О том, что божественность Бога, позволяющая Бога мыслить и называть, есть ничто, и в особенности не есть сам Бог, Мастер Экхарт, в частности, говорил следующее: "Бог и божественность столь же отличаются друг от друга, как небо и земля... Бог действует, божественность не действует, ей нечем действовать, в ней нет действия, она никогда не имела в виду никакого действия" (проповедь Nolite timere eos.) [217] Однако, эта божественность все еще определяется здесь как сущность триединого Бога. И когда Мастер Экхарт хочет выйти за пределы определения, то движение, которое он намечает, остается, похоже, замкнутым в онтической трансцендентности: "Когда я говорил, что Бог не есть бытие и есть более, чем бытие, я этим в Нем не опровергал бытия, наоборот, я приписывал Ему более возвышенное бытие." (Quasi stella matutina...) Это отрицательное богословие все еще является богословием, и, по меньшей мере в своей букве, для него речь идет о том, чтобы освободить и признать невыразимую трансцендентность бесконечного сущего, "бытия выше бытия и сверхсущностного отрицания". По меньшей мере в своей букве, однако различие между метафизической онто-теологией, с одной стороны, и мыслью о бытии (о различии), с другой стороны, отмечает всю сущностную важность буквы. Буквальное различие, полностью проходящее через этапы объяснения, оказывается в различии мысли почти что всем. Вот почему здесь мысль о бытии, выходя за рамки онтических определений, не есть ни отрицательное богословие, ни даже отрицательная онтология.

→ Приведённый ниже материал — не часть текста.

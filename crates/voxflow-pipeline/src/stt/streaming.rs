//! WebSocket streaming speech-to-text provider
//!
//! Binary audio frames go up; JSON transcript events come down and are
//! forwarded through the transcript callback. Writes are serialized under a
//! single writer lock; the reader task exclusively owns the read half.

use std::sync::Arc;

use futures::stream::{SplitSink, SplitStream};
use futures::{SinkExt, StreamExt};
use serde::Deserialize;
use tokio::net::TcpStream;
use tokio::sync::Mutex;
use tokio_tungstenite::tungstenite::client::IntoClientRequest;
use tokio_tungstenite::tungstenite::protocol::Message;
use tokio_tungstenite::{connect_async, MaybeTlsStream, WebSocketStream};
use tokio_util::sync::CancellationToken;
use tracing::{debug, error, warn};
use url::Url;

use voxflow_core::error::ProviderError;
use voxflow_core::{AudioConfig, Options, Result};

use super::{SpeechToText, SttOptions, Transcript, TranscriptCallback};

type WsSink = SplitSink<WebSocketStream<MaybeTlsStream<TcpStream>>, Message>;
type WsSource = SplitStream<WebSocketStream<MaybeTlsStream<TcpStream>>>;

const HANDSHAKE_TIMEOUT_SECS: u64 = 10;

/// Transcript envelope from the provider
#[derive(Debug, Deserialize)]
struct ListenEvent {
    #[serde(rename = "type", default)]
    event_type: String,
    #[serde(default)]
    is_final: bool,
    #[serde(default)]
    channel: Option<ListenChannel>,
}

#[derive(Debug, Deserialize)]
struct ListenChannel {
    #[serde(default)]
    alternatives: Vec<ListenAlternative>,
}

#[derive(Debug, Deserialize)]
struct ListenAlternative {
    #[serde(default)]
    transcript: String,
    #[serde(default)]
    confidence: f64,
    #[serde(default)]
    languages: Vec<String>,
}

/// Streaming WebSocket STT provider
pub struct StreamingStt {
    endpoint: String,
    key: String,
    options: SttOptions,
    on_transcript: TranscriptCallback,
    writer: Arc<Mutex<Option<WsSink>>>,
    token: CancellationToken,
}

impl StreamingStt {
    pub fn new(
        endpoint: impl Into<String>,
        key: impl Into<String>,
        audio: AudioConfig,
        options: &Options,
        on_transcript: TranscriptCallback,
        token: CancellationToken,
    ) -> Self {
        Self {
            endpoint: endpoint.into(),
            key: key.into(),
            options: SttOptions::resolve(&audio, options),
            on_transcript,
            writer: Arc::new(Mutex::new(None)),
            token: token.child_token(),
        }
    }

    /// Build the connection URL with the resolved listen options as query
    /// parameters
    fn connection_url(&self) -> Result<Url> {
        let mut url = Url::parse(&self.endpoint)
            .map_err(|e| ProviderError::SpeechToText(format!("bad endpoint: {e}")))?;
        {
            let o = &self.options;
            let mut q = url.query_pairs_mut();
            q.append_pair("model", &o.model);
            q.append_pair("language", &o.language);
            q.append_pair("encoding", &o.encoding);
            q.append_pair("sample_rate", &o.sample_rate.to_string());
            q.append_pair("channels", &o.channels.to_string());
            q.append_pair("smart_format", &o.smart_format.to_string());
            q.append_pair("interim_results", &o.interim_results.to_string());
            q.append_pair("filler_words", &o.filler_words.to_string());
            q.append_pair("vad_events", &o.vad_events.to_string());
            q.append_pair("endpointing", &o.endpointing);
            q.append_pair("punctuate", &o.punctuate.to_string());
            q.append_pair("no_delay", &o.no_delay.to_string());
            q.append_pair("multichannel", &o.multichannel.to_string());
            if let Some(ms) = &o.utterance_end_ms {
                q.append_pair("utterance_end_ms", ms);
            }
            let keyword_param = if o.model == "nova-3" {
                "keyterm"
            } else {
                "keywords"
            };
            for kw in &o.keywords {
                q.append_pair(keyword_param, kw);
            }
        }
        Ok(url)
    }

    async fn reader_loop(
        mut source: WsSource,
        on_transcript: TranscriptCallback,
        token: CancellationToken,
    ) {
        loop {
            tokio::select! {
                _ = token.cancelled() => return,
                frame = source.next() => {
                    let Some(frame) = frame else { return };
                    match frame {
                        Ok(Message::Text(text)) => {
                            Self::handle_event(&text, &on_transcript);
                        }
                        Ok(Message::Close(_)) => {
                            debug!("stt upstream closed");
                            return;
                        }
                        Ok(_) => {}
                        Err(e) => {
                            error!(error = %e, "stt upstream read failed");
                            return;
                        }
                    }
                }
            }
        }
    }

    fn handle_event(text: &str, on_transcript: &TranscriptCallback) {
        let event: ListenEvent = match serde_json::from_str(text) {
            Ok(e) => e,
            Err(e) => {
                warn!(error = %e, "malformed stt event, skipping");
                return;
            }
        };
        if event.event_type != "Results" {
            return;
        }
        let Some(channel) = event.channel else { return };
        for alt in channel.alternatives {
            if alt.transcript.is_empty() {
                continue;
            }
            (on_transcript)(Transcript {
                text: alt.transcript,
                confidence: alt.confidence,
                language: most_used_language(&alt.languages),
                is_final: event.is_final,
            });
            break;
        }
    }
}

/// Majority vote over the per-word language tags, defaulting to English
fn most_used_language(languages: &[String]) -> String {
    if languages.is_empty() {
        return "en".to_string();
    }
    let mut counts: std::collections::HashMap<&str, usize> = std::collections::HashMap::new();
    for lang in languages {
        *counts.entry(lang.as_str()).or_default() += 1;
    }
    counts
        .into_iter()
        .max_by_key(|&(_, count)| count)
        .map(|(lang, _)| lang.to_string())
        .unwrap_or_else(|| "en".to_string())
}

#[async_trait::async_trait]
impl SpeechToText for StreamingStt {
    fn name(&self) -> &'static str {
        "streaming-speech-to-text"
    }

    async fn initialize(&self) -> Result<()> {
        let url = self.connection_url()?;
        let mut request = url
            .as_str()
            .into_client_request()
            .map_err(|e| ProviderError::SpeechToText(e.to_string()))?;
        request.headers_mut().insert(
            http::header::AUTHORIZATION,
            http::HeaderValue::from_str(&format!("token {}", self.key))
                .map_err(|e| ProviderError::SpeechToText(e.to_string()))?,
        );

        let (socket, _) = tokio::time::timeout(
            std::time::Duration::from_secs(HANDSHAKE_TIMEOUT_SECS),
            connect_async(request),
        )
        .await
        .map_err(|_| ProviderError::HandshakeTimeout(HANDSHAKE_TIMEOUT_SECS))?
        .map_err(|e| ProviderError::Unavailable(format!("stt dial failed: {e}")))?;
        let (sink, source) = socket.split();
        *self.writer.lock().await = Some(sink);

        let on_transcript = Arc::clone(&self.on_transcript);
        let token = self.token.clone();
        tokio::spawn(async move {
            Self::reader_loop(source, on_transcript, token).await;
        });
        debug!("stt connection established");
        Ok(())
    }

    async fn transform(&self, audio: &[u8]) -> Result<()> {
        let mut writer = self.writer.lock().await;
        let sink = writer
            .as_mut()
            .ok_or_else(|| ProviderError::NotInitialized("stt".to_string()))?;
        sink.send(Message::Binary(audio.to_vec()))
            .await
            .map_err(|e| ProviderError::SpeechToText(format!("stream write: {e}")).into())
    }

    async fn close(&self) -> Result<()> {
        self.token.cancel();
        let mut writer = self.writer.lock().await;
        if let Some(mut sink) = writer.take() {
            let _ = sink
                .send(Message::Text("{\"type\":\"CloseStream\"}".to_string()))
                .await;
            let _ = sink.send(Message::Close(None)).await;
        }
        Ok(())
    }
}

#[cfg(test)]
mod tests {
    use super::*;
    use serde_json::json;

    fn provider(options: Options) -> (StreamingStt, tokio::sync::mpsc::UnboundedReceiver<Transcript>) {
        let (tx, rx) = tokio::sync::mpsc::unbounded_channel();
        let callback: TranscriptCallback = Arc::new(move |t| {
            let _ = tx.send(t);
        });
        (
            StreamingStt::new(
                "wss://listen.example.com/v1/listen",
                "key",
                AudioConfig::mulaw_8khz_mono(),
                &options,
                callback,
                CancellationToken::new(),
            ),
            rx,
        )
    }

    #[test]
    fn test_connection_url_carries_options() {
        let (stt, _rx) = provider(
            Options::new()
                .with("listen.model", json!("nova-3"))
                .with("listen.keyword", json!("[alpha beta]")),
        );
        let url = stt.connection_url().unwrap();
        let query = url.query().unwrap();
        assert!(query.contains("model=nova-3"));
        assert!(query.contains("encoding=mulaw"));
        assert!(query.contains("sample_rate=8000"));
        // nova-3 keywords travel as keyterm
        assert!(query.contains("keyterm=alpha"));
        assert!(query.contains("keyterm=beta"));
    }

    #[test]
    fn test_result_event_dispatched() {
        let (_stt, mut rx) = provider(Options::new());
        let (tx, mut rx2) = tokio::sync::mpsc::unbounded_channel();
        let callback: TranscriptCallback = Arc::new(move |t| {
            let _ = tx.send(t);
        });
        let event = json!({
            "type": "Results",
            "is_final": true,
            "channel": {"alternatives": [
                {"transcript": "hello there", "confidence": 0.97, "languages": ["en", "en"]}
            ]}
        })
        .to_string();
        StreamingStt::handle_event(&event, &callback);
        let t = rx2.try_recv().unwrap();
        assert_eq!(t.text, "hello there");
        assert!(t.is_final);
        assert_eq!(t.language, "en");
        assert!(rx.try_recv().is_err());
    }

    #[test]
    fn test_non_result_and_malformed_events_skipped() {
        let (tx, mut rx) = tokio::sync::mpsc::unbounded_channel();
        let callback: TranscriptCallback = Arc::new(move |t| {
            let _ = tx.send(t);
        });
        StreamingStt::handle_event("{\"type\":\"Metadata\"}", &callback);
        StreamingStt::handle_event("not json at all", &callback);
        StreamingStt::handle_event(
            "{\"type\":\"Results\",\"channel\":{\"alternatives\":[{\"transcript\":\"\"}]}}",
            &callback,
        );
        assert!(rx.try_recv().is_err());
    }

    #[test]
    fn test_most_used_language() {
        assert_eq!(most_used_language(&[]), "en");
        let langs: Vec<String> = ["hi", "en", "hi"].iter().map(|s| s.to_string()).collect();
        assert_eq!(most_used_language(&langs), "hi");
    }

    #[tokio::test]
    async fn test_transform_before_initialize_fails() {
        let (stt, _rx) = provider(Options::new());
        assert!(stt.transform(&[0u8; 160]).await.is_err());
    }
}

"Онтологическое" предчувствие, трансцендентность, направленная к бытию, таким образом позволяет услышать себя, например, в слове "Бог", и даже если это слышание есть лишь эфир, в котором может отозваться диссонанс. Эта трансцендентность живет в языке и основывает язык, а с ним и возможность всякого бытия-вместе; некоторого более изначального Mitsein, чем те случайные формы, с которыми его хотели смешать: солидарность, коллектив, товарищество[47]. Мысль о бытии, подразумеваемая дискурсом "Тотальности и бесконечного", которая одна лишь позволяет иным быть в их истинности, освобождающая диалог и отношение лицом к лицу, [218] оказывается, таким образом, настолько близкой к не-насилию, насколько это возможно.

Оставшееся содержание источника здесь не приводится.